START Materials provided

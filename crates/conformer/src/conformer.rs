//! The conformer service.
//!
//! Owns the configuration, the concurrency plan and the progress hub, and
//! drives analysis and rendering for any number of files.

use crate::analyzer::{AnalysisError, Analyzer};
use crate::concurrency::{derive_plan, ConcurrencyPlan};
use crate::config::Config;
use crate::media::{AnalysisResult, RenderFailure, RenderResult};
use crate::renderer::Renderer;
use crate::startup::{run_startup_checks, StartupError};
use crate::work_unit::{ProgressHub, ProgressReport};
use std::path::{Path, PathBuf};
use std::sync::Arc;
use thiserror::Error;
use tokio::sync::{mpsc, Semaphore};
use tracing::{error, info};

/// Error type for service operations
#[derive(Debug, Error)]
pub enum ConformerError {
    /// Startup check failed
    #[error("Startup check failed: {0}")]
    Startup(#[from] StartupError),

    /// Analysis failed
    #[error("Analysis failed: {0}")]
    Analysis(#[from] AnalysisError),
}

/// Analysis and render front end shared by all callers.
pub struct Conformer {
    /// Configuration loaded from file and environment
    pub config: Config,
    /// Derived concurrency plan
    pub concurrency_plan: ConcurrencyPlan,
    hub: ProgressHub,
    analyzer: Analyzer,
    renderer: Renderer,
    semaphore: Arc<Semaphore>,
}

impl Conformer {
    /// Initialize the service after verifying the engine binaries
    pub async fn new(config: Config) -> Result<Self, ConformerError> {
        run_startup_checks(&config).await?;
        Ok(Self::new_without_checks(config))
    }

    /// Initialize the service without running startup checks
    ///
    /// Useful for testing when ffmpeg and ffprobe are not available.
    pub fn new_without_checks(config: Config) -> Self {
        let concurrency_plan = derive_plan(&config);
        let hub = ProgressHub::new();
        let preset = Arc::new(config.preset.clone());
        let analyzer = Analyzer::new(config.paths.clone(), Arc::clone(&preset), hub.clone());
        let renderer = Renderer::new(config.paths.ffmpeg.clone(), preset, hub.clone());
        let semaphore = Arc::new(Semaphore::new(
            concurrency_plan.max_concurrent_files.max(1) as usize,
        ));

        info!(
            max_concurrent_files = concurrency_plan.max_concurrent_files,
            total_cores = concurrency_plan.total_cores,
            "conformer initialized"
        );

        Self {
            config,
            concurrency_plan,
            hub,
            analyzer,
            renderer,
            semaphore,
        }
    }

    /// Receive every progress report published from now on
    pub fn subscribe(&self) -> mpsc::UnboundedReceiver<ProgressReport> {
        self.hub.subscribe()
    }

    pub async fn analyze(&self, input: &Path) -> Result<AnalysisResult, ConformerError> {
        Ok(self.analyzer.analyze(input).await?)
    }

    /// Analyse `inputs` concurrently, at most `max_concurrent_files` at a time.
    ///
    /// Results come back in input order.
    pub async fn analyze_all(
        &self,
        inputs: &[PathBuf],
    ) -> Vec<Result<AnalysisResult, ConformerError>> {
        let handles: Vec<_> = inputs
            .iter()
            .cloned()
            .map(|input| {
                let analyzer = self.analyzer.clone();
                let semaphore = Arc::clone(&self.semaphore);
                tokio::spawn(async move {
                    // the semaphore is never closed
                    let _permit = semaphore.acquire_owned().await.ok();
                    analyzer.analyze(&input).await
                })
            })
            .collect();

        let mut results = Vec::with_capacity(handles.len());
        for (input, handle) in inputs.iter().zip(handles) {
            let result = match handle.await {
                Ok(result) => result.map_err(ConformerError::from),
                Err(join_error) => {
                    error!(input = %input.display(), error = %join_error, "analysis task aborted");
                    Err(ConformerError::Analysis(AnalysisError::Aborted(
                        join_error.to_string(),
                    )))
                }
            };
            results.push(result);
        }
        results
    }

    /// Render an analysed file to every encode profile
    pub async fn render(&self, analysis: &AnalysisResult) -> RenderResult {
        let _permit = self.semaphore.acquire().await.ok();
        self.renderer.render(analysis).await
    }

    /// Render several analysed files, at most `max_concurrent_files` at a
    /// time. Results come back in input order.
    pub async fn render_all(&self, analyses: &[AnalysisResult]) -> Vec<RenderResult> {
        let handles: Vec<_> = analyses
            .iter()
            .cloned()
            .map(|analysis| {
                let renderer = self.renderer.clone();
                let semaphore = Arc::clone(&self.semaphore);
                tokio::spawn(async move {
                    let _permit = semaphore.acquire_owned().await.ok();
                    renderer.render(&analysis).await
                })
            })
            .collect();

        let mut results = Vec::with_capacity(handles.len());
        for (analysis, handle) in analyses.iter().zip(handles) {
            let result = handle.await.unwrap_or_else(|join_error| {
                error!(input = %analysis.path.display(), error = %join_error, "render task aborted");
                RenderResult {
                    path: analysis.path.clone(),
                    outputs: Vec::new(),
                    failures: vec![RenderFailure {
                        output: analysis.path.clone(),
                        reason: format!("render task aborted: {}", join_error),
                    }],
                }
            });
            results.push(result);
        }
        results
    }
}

END Materials provided

§ Task directions:
Please copy only the lines from the one with "let _permit = self.semaphore.acquire().await.ok();" through the final line of the records above, both ends included.

§ Response below:
        let _permit = self.semaphore.acquire().await.ok();
        self.renderer.render(analysis).await
    }

    /// Render several analysed files, at most `max_concurrent_files` at a
    /// time. Results come back in input order.
    pub async fn render_all(&self, analyses: &[AnalysisResult]) -> Vec<RenderResult> {
        let handles: Vec<_> = analyses
            .iter()
            .cloned()
            .map(|analysis| {
                let renderer = self.renderer.clone();
                let semaphore = Arc::clone(&self.semaphore);
                tokio::spawn(async move {
                    let _permit = semaphore.acquire_owned().await.ok();
                    renderer.render(&analysis).await
                })
            })
            .collect();

        let mut results = Vec::with_capacity(handles.len());
        for (analysis, handle) in analyses.iter().zip(handles) {
            let result = handle.await.unwrap_or_else(|join_error| {
                error!(input = %analysis.path.display(), error = %join_error, "render task aborted");
                RenderResult {
                    path: analysis.path.clone(),
                    outputs: Vec::new(),
                    failures: vec![RenderFailure {
                        output: analysis.path.clone(),
                        reason: format!("render task aborted: {}", join_error),
                    }],
                }
            });
            results.push(result);
        }
        results
    }
}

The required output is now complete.